### Goal of the exercise
Word for word, set down every line of the entries below from the line with "over the regular bins." to the line with "Lower error of", including both, and no other line.

### Stored data
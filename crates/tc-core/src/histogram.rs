//! Fixed-width 1D histogram shared by every pipeline stage.

use serde::{Deserialize, Serialize};
use statrs::distribution::{ChiSquared, ContinuousCDF};

use crate::error::{Error, Result};

/// One-sigma central coverage used for Poisson (Garwood) intervals.
pub const ONE_SIGMA_COVERAGE: f64 = 0.682_689_492_137_086;

/// Equal-width binning over `[x_min, x_max)`.
#[derive(Debug, Clone, Copy, PartialEq, Serialize, Deserialize)]
pub struct Binning {
    /// Number of regular bins (excluding under/overflow).
    pub n_bins: usize,
    /// Lower edge of the first bin.
    pub x_min: f64,
    /// Upper edge of the last bin.
    pub x_max: f64,
}

/// Where a value lands relative to the binning.
#[derive(Debug, Clone, Copy, PartialEq, Eq)]
pub enum BinLocation {
    /// Below `x_min`.
    Underflow,
    /// Regular bin, 0-based.
    Bin(usize),
    /// At or above `x_max` (and NaN).
    Overflow,
}

impl Binning {
    /// Create a validated binning.
    pub fn new(n_bins: usize, x_min: f64, x_max: f64) -> Result<Self> {
        let b = Self { n_bins, x_min, x_max };
        b.validate()?;
        Ok(b)
    }

    /// Reject non-positive bin counts and empty or non-finite ranges.
    pub fn validate(&self) -> Result<()> {
        if self.n_bins == 0 {
            return Err(Error::Config("histogram needs at least one bin".to_string()));
        }
        if !self.x_min.is_finite() || !self.x_max.is_finite() {
            return Err(Error::Config(format!(
                "axis range must be finite, got [{}, {}]",
                self.x_min, self.x_max
            )));
        }
        if self.x_min >= self.x_max {
            return Err(Error::Config(format!(
                "axis range requires xmin < xmax, got [{}, {}]",
                self.x_min, self.x_max
            )));
        }
        Ok(())
    }

    /// Width of every bin.
    #[inline]
    pub fn bin_width(&self) -> f64 {
        (self.x_max - self.x_min) / self.n_bins as f64
    }

    /// Locate `x`.
    pub fn locate(&self, x: f64) -> BinLocation {
        if x < self.x_min {
            return BinLocation::Underflow;
        }
        if x >= self.x_max || x.is_nan() {
            return BinLocation::Overflow;
        }
        let idx = ((x - self.x_min) / self.bin_width()) as usize;
        // Guard against rounding just below x_max.
        BinLocation::Bin(idx.min(self.n_bins - 1))
    }

    /// Lower edge of bin `i`.
    pub fn bin_low_edge(&self, i: usize) -> f64 {
        self.x_min + i as f64 * self.bin_width()
    }

    /// Centre of bin `i`.
    pub fn bin_center(&self, i: usize) -> f64 {
        self.x_min + (i as f64 + 0.5) * self.bin_width()
    }

    /// All `n_bins + 1` edges.
    pub fn edges(&self) -> Vec<f64> {
        let mut edges: Vec<f64> = (0..self.n_bins).map(|i| self.bin_low_edge(i)).collect();
        edges.push(self.x_max);
        edges
    }
}

/// How per-bin errors are reported.
#[derive(Debug, Clone, Copy, PartialEq, Eq, Default, Serialize, Deserialize)]
pub enum BinErrorOption {
    /// Symmetric `sqrt(sumw2)`.
    #[default]
    Normal,
    /// Asymmetric Garwood interval for Poisson counts.
    Poisson,
}

impl BinErrorOption {
    /// Stable integer code used on disk.
    pub fn code(self) -> i32 {
        match self {
            BinErrorOption::Normal => 0,
            BinErrorOption::Poisson => 1,
        }
    }

    /// Inverse of [`BinErrorOption::code`].
    pub fn from_code(code: i32) -> Result<Self> {
        match code {
            0 => Ok(BinErrorOption::Normal),
            1 => Ok(BinErrorOption::Poisson),
            other => Err(Error::Validation(format!("unknown bin error option code {other}"))),
        }
    }
}

/// Cosmetic attributes carried with a histogram (ROOT colour/marker indices).
#[derive(Debug, Clone, Copy, PartialEq, Serialize, Deserialize)]
pub struct DrawStyle {
    /// Line colour index.
    pub line_color: i16,
    /// Line width in pixels.
    pub line_width: i16,
    /// Marker colour index.
    pub marker_color: i16,
    /// Marker style index.
    pub marker_style: i16,
    /// Marker size scale.
    pub marker_size: f32,
}

impl Default for DrawStyle {
    fn default() -> Self {
        Self { line_color: 602, line_width: 1, marker_color: 1, marker_style: 1, marker_size: 1.0 }
    }
}

/// A filled 1D histogram.
#[derive(Debug, Clone, PartialEq)]
pub struct Histogram {
    /// Object name (key in the container).
    pub name: String,
    /// Human-readable title (legend label).
    pub title: String,
    /// Error convention.
    pub error_option: BinErrorOption,
    /// Draw attributes.
    pub style: DrawStyle,
    binning: Binning,
    bin_content: Vec<f64>,
    sumw2: Vec<f64>,
    underflow: f64,
    overflow: f64,
    entries: f64,
}

impl Histogram {
    /// Create an empty histogram.
    pub fn new(name: impl Into<String>, title: impl Into<String>, binning: Binning) -> Self {
        Self {
            name: name.into(),
            title: title.into(),
            error_option: BinErrorOption::Normal,
            style: DrawStyle::default(),
            binning,
            bin_content: vec![0.0; binning.n_bins],
            sumw2: vec![0.0; binning.n_bins],
            underflow: 0.0,
            overflow: 0.0,
            entries: 0.0,
        }
    }

    /// Rebuild a histogram from stored arrays.
    #[allow(clippy::too_many_arguments)]
    pub fn from_parts(
        name: impl Into<String>,
        title: impl Into<String>,
        binning: Binning,
        bin_content: Vec<f64>,
        sumw2: Vec<f64>,
        underflow: f64,
        overflow: f64,
        entries: f64,
    ) -> Result<Self> {
        binning.validate()?;
        if bin_content.len() != binning.n_bins || sumw2.len() != binning.n_bins {
            return Err(Error::Validation(format!(
                "array lengths (content={}, sumw2={}) do not match n_bins={}",
                bin_content.len(),
                sumw2.len(),
                binning.n_bins
            )));
        }
        Ok(Self {
            name: name.into(),
            title: title.into(),
            error_option: BinErrorOption::Normal,
            style: DrawStyle::default(),
            binning,
            bin_content,
            sumw2,
            underflow,
            overflow,
            entries,
        })
    }

    /// Builder-style error option.
    pub fn with_error_option(mut self, opt: BinErrorOption) -> Self {
        self.error_option = opt;
        self
    }

    /// Builder-style draw attributes.
    pub fn with_style(mut self, style: DrawStyle) -> Self {
        self.style = style;
        self
    }

    /// Fill one unit-weight entry at `x`.
    pub fn fill(&mut self, x: f64) {
        self.entries += 1.0;
        match self.binning.locate(x) {
            BinLocation::Underflow => self.underflow += 1.0,
            BinLocation::Overflow => self.overflow += 1.0,
            BinLocation::Bin(i) => {
                self.bin_content[i] += 1.0;
                self.sumw2[i] += 1.0;
            }
        }
    }

    /// Bin-wise add `other` (binning must match exactly).
    pub fn add(&mut self, other: &Histogram) -> Result<()> {
        if self.binning != other.binning {
            return Err(Error::Validation(format!(
                "cannot add '{}' ({} bins over [{}, {}]) to '{}' ({} bins over [{}, {}])",
                other.name,
                other.binning.n_bins,
                other.binning.x_min,
                other.binning.x_max,
                self.name,
                self.binning.n_bins,
                self.binning.x_min,
                self.binning.x_max
            )));
        }
        for (a, b) in self.bin_content.iter_mut().zip(&other.bin_content) {
            *a += b;
        }
        for (a, b) in self.sumw2.iter_mut().zip(&other.sumw2) {
            *a += b;
        }
        self.underflow += other.underflow;
        self.overflow += other.overflow;
        self.entries += other.entries;
        Ok(())
    }

    /// Overwrite bin `i` with an unweighted count (`sumw2 = content`).
    pub fn set_bin_count(&mut self, i: usize, count: f64) {
        self.bin_content[i] = count;
        self.sumw2[i] = count.max(0.0);
    }

    /// Override the entry counter.
    pub fn set_entries(&mut self, entries: f64) {
        self.entries = entries;
    }

    /// Binning shared with every sibling histogram.
    pub fn binning(&self) -> &Binning {
        &self.binning
    }

    /// Number of regular bins.
    pub fn n_bins(&self) -> usize {
        self.binning.n_bins
    }

    /// Contents of the regular bins.
    pub fn bin_content(&self) -> &[f64] {
        &self.bin_content
    }

    /// Sum of squared weights of the regular bins.
    pub fn sumw2(&self) -> &[f64] {
        &self.sumw2
    }

    /// Underflow content.
    pub fn underflow(&self) -> f64 {
        self.underflow
    }

    /// Overflow content.
    pub fn overflow(&self) -> f64 {
        self.overflow
    }

    /// Number of fill calls (including under/overflow).
    pub fn entries(&self) -> f64 {
        self.entries
    }

    /// Sum over the regular bins.
    pub fn integral(&self) -> f64 {
        self.bin_content.iter().sum()
    }

    /// Largest regular-bin content (0 for an empty histogram).
    pub fn maximum(&self) -> f64 {
        self.bin_content.iter().copied().fold(0.0_f64, f64::max)
    }

    /// Symmetric error of bin `i`. For Poisson errors this is the mean of the two sides.
    pub fn bin_error(&self, i: usize) -> f64 {
        match self.error_option {
            BinErrorOption::Normal => self.sumw2[i].max(0.0).sqrt(),
            BinErrorOption::Poisson => 0.5 * (self.bin_error_low(i) + self.bin_error_up(i)),
        }
    }

    /// Lower error of bin `i`.
    pub fn bin_error_low(&self, i: usize) -> f64 {
        match self.error_option {
            BinErrorOption::Normal => self.sumw2[i].max(0.0).sqrt(),
            BinErrorOption::Poisson => poisson_interval(self.bin_content[i]).0,
        }
    }

    /// Upper error of bin `i`.
    pub fn bin_error_up(&self, i: usize) -> f64 {
        match self.error_option {
            BinErrorOption::Normal => self.sumw2[i].max(0.0).sqrt(),
            BinErrorOption::Poisson => poisson_interval(self.bin_content[i]).1,
        }
    }
}

/// Garwood central interval for an observed count `n`, returned as `(lower, upper)` errors.
///
/// `lower = n - χ²⁻¹(α/2; 2n)/2`, `upper = χ²⁻¹(1-α/2; 2(n+1))/2 - n`.
pub fn poisson_interval(n: f64) -> (f64, f64) {
    if !n.is_finite() || n < 0.0 {
        return (0.0, 0.0);
    }
    let alpha = 1.0 - ONE_SIGMA_COVERAGE;
    let lower = if n == 0.0 {
        0.0
    } else {
        match ChiSquared::new(2.0 * n) {
            Ok(chi2) => n - 0.5 * chi2.inverse_cdf(alpha / 2.0),
            Err(_) => n.sqrt(),
        }
    };
    let upper = match ChiSquared::new(2.0 * (n + 1.0)) {
        Ok(chi2) => 0.5 * chi2.inverse_cdf(1.0 - alpha / 2.0) - n,
        Err(_) => n.sqrt(),
    };
    (lower, upper)
}
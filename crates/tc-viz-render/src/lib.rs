//! SVG/PNG rendering of histogram overlays.
//!
//! Processes are drawn as coloured step lines and the observed histogram as
//! markers with asymmetric error bars. The SVG document is kept as the
//! canvas object stored next to the histograms; the PNG is written to disk.

pub mod canvas;
pub mod color;
pub mod config;
pub mod layout;
pub mod output;
pub mod plots;
pub mod primitives;
pub mod text;

use std::path::Path;

use config::PlotConfig;
use tc_core::{Histogram, SavedCanvas};
use thiserror::Error;

#[derive(Debug, Error)]
pub enum RenderError {
    #[error("config error: {0}")]
    Config(String),
    #[error("layout error: {0}")]
    Layout(String),
    #[error("io error at {}: {source}", path.display())]
    Io {
        path: std::path::PathBuf,
        #[source]
        source: std::io::Error,
    },
    #[error("PNG encoding error: {0}")]
    Png(String),
}

pub type Result<T> = std::result::Result<T, RenderError>;

impl From<RenderError> for tc_core::Error {
    fn from(e: RenderError) -> Self {
        match e {
            RenderError::Io { path, source } => tc_core::Error::Path { path, source },
            other => tc_core::Error::Render(other.to_string()),
        }
    }
}

/// Render the overlay to an SVG string.
pub fn render_svg(observed: &Histogram, processes: &[Histogram], config: &PlotConfig) -> Result<String> {
    plots::hists::render(observed, processes, config)
}

/// Render the overlay, write it as PNG to `png_path`, and return the canvas
/// for storage alongside the histograms.
///
/// Missing parent directories of `png_path` are created.
pub fn plot_histograms(
    observed: &Histogram,
    processes: &[Histogram],
    png_path: &Path,
    config: &PlotConfig,
) -> Result<SavedCanvas> {
    let svg = render_svg(observed, processes, config)?;
    let png = output::png::svg_to_png(&svg, config.dpi)?;

    if let Some(parent) = png_path.parent().filter(|p| !p.as_os_str().is_empty()) {
        std::fs::create_dir_all(parent)
            .map_err(|source| RenderError::Io { path: parent.to_path_buf(), source })?;
    }
    std::fs::write(png_path, &png)
        .map_err(|source| RenderError::Io { path: png_path.to_path_buf(), source })?;
    log::info!("wrote plot {} ({} bytes)", png_path.display(), png.len());

    Ok(SavedCanvas {
        name: config.name.clone(),
        title: config.title.clone(),
        width: config.width,
        height: config.height,
        svg,
    })
}
//! Error types for ToyCombine

use std::path::PathBuf;

use thiserror::Error;

/// ToyCombine error type
#[derive(Error, Debug)]
pub enum Error {
    /// I/O error
    #[error("I/O error: {0}")]
    Io(#[from] std::io::Error),

    /// I/O error tied to a specific filesystem path
    #[error("I/O error at {}: {source}", path.display())]
    Path {
        /// Offending path
        path: PathBuf,
        /// Underlying cause
        #[source]
        source: std::io::Error,
    },

    /// JSON parsing error
    #[error("JSON error: {0}")]
    Json(#[from] serde_json::Error),

    /// Invalid configuration (binning, fractions, topology)
    #[error("Configuration error: {0}")]
    Config(String),

    /// Validation error
    #[error("Validation error: {0}")]
    Validation(String),

    /// Computation error
    #[error("Computation error: {0}")]
    Computation(String),

    /// Histogram container read/write failure
    #[error("Storage error: {0}")]
    Storage(String),

    /// Plot rendering failure
    #[error("Render error: {0}")]
    Render(String),

    /// An external tool exited unsuccessfully
    #[error("external tool failed ({}): {command}{}", exit_label(*code), stderr_tail(stderr))]
    ExternalTool {
        /// Command line as executed
        command: String,
        /// Exit code (`None` when terminated by a signal)
        code: Option<i32>,
        /// Captured standard error
        stderr: String,
    },
}

impl Error {
    /// Attach a path to an `std::io::Error`.
    pub fn at_path(path: impl Into<PathBuf>, source: std::io::Error) -> Self {
        Error::Path { path: path.into(), source }
    }
}

fn exit_label(code: Option<i32>) -> String {
    match code {
        Some(c) => format!("exit code {c}"),
        None => "terminated by signal".to_string(),
    }
}

fn stderr_tail(stderr: &str) -> String {
    let trimmed = stderr.trim();
    if trimmed.is_empty() {
        return String::new();
    }
    let last: Vec<&str> = trimmed.lines().rev().take(5).collect();
    let tail: Vec<&str> = last.into_iter().rev().collect();
    format!("\n{}", tail.join("\n"))
}

/// Result type alias
pub type Result<T> = std::result::Result<T, Error>;

#[cfg(test)]
mod tests {
    use super::*;

    #[test]
    fn external_tool_message_includes_command_and_code() {
        let e = Error::ExternalTool {
            command: "text2workspace.py -m 125 output/datacard.txt".into(),
            code: Some(2),
            stderr: "line one\nImportError: no module named HiggsAnalysis\n".into(),
        };
        let msg = e.to_string();
        assert!(msg.contains("exit code 2"), "{msg}");
        assert!(msg.contains("text2workspace.py -m 125"), "{msg}");
        assert!(msg.contains("ImportError"), "{msg}");
    }

    #[test]
    fn path_error_reports_path() {
        let e = Error::at_path(
            "/nonexistent/input",
            std::io::Error::new(std::io::ErrorKind::PermissionDenied, "denied"),
        );
        assert!(e.to_string().contains("/nonexistent/input"));
    }
}
//! Multi-signal maximum-likelihood fit with `combineTool.py`.

use std::path::Path;

use tc_core::Result;

use crate::tools::{ToolCommand, ToolConfig, ToolOutput, ToolRunner, execute};
use crate::topology::AnalysisTopology;

/// `r_sig1,r_sig2,...` in signal order.
pub fn signal_pois(topology: &AnalysisTopology) -> Vec<String> {
    topology.signals.iter().map(|s| format!("r_{s}")).collect()
}

/// Build the fit command. Every signal strength starts at the configured
/// initial value and is a POI of the fit.
pub fn fit_command(workspace: &Path, topology: &AnalysisTopology, tools: &ToolConfig) -> ToolCommand {
    let pois = signal_pois(topology);
    let set: Vec<String> = pois.iter().map(|p| format!("{p}={}", tools.poi_init)).collect();
    ToolCommand::new(&tools.combine_tool)
        .arg("-M")
        .arg(&tools.method)
        .arg("-d")
        .path_arg(workspace)
        .arg("--setParameters")
        .arg(set.join(","))
        .arg("--redefineSignalPOIs")
        .arg(pois.join(","))
        .args(tools.extra_fit_args.iter().cloned())
}

/// Run the fit on `workspace` and return the captured tool output.
pub fn multidim_fit<R: ToolRunner + ?Sized>(
    runner: &mut R,
    workspace: &Path,
    topology: &AnalysisTopology,
    tools: &ToolConfig,
) -> Result<ToolOutput> {
    log::info!("fitting {}", workspace.display());
    execute(runner, &fit_command(workspace, topology, tools))
}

### Solution
    /// Sum over the regular bins.
    pub fn integral(&self) -> f64 {
        self.bin_content.iter().sum()
    }

    /// Largest regular-bin content (0 for an empty histogram).
    pub fn maximum(&self) -> f64 {
        self.bin_content.iter().copied().fold(0.0_f64, f64::max)
    }

    /// Symmetric error of bin `i`. For Poisson errors this is the mean of the two sides.
    pub fn bin_error(&self, i: usize) -> f64 {
        match self.error_option {
            BinErrorOption::Normal => self.sumw2[i].max(0.0).sqrt(),
            BinErrorOption::Poisson => 0.5 * (self.bin_error_low(i) + self.bin_error_up(i)),
        }
    }

    /// Lower error of bin `i`.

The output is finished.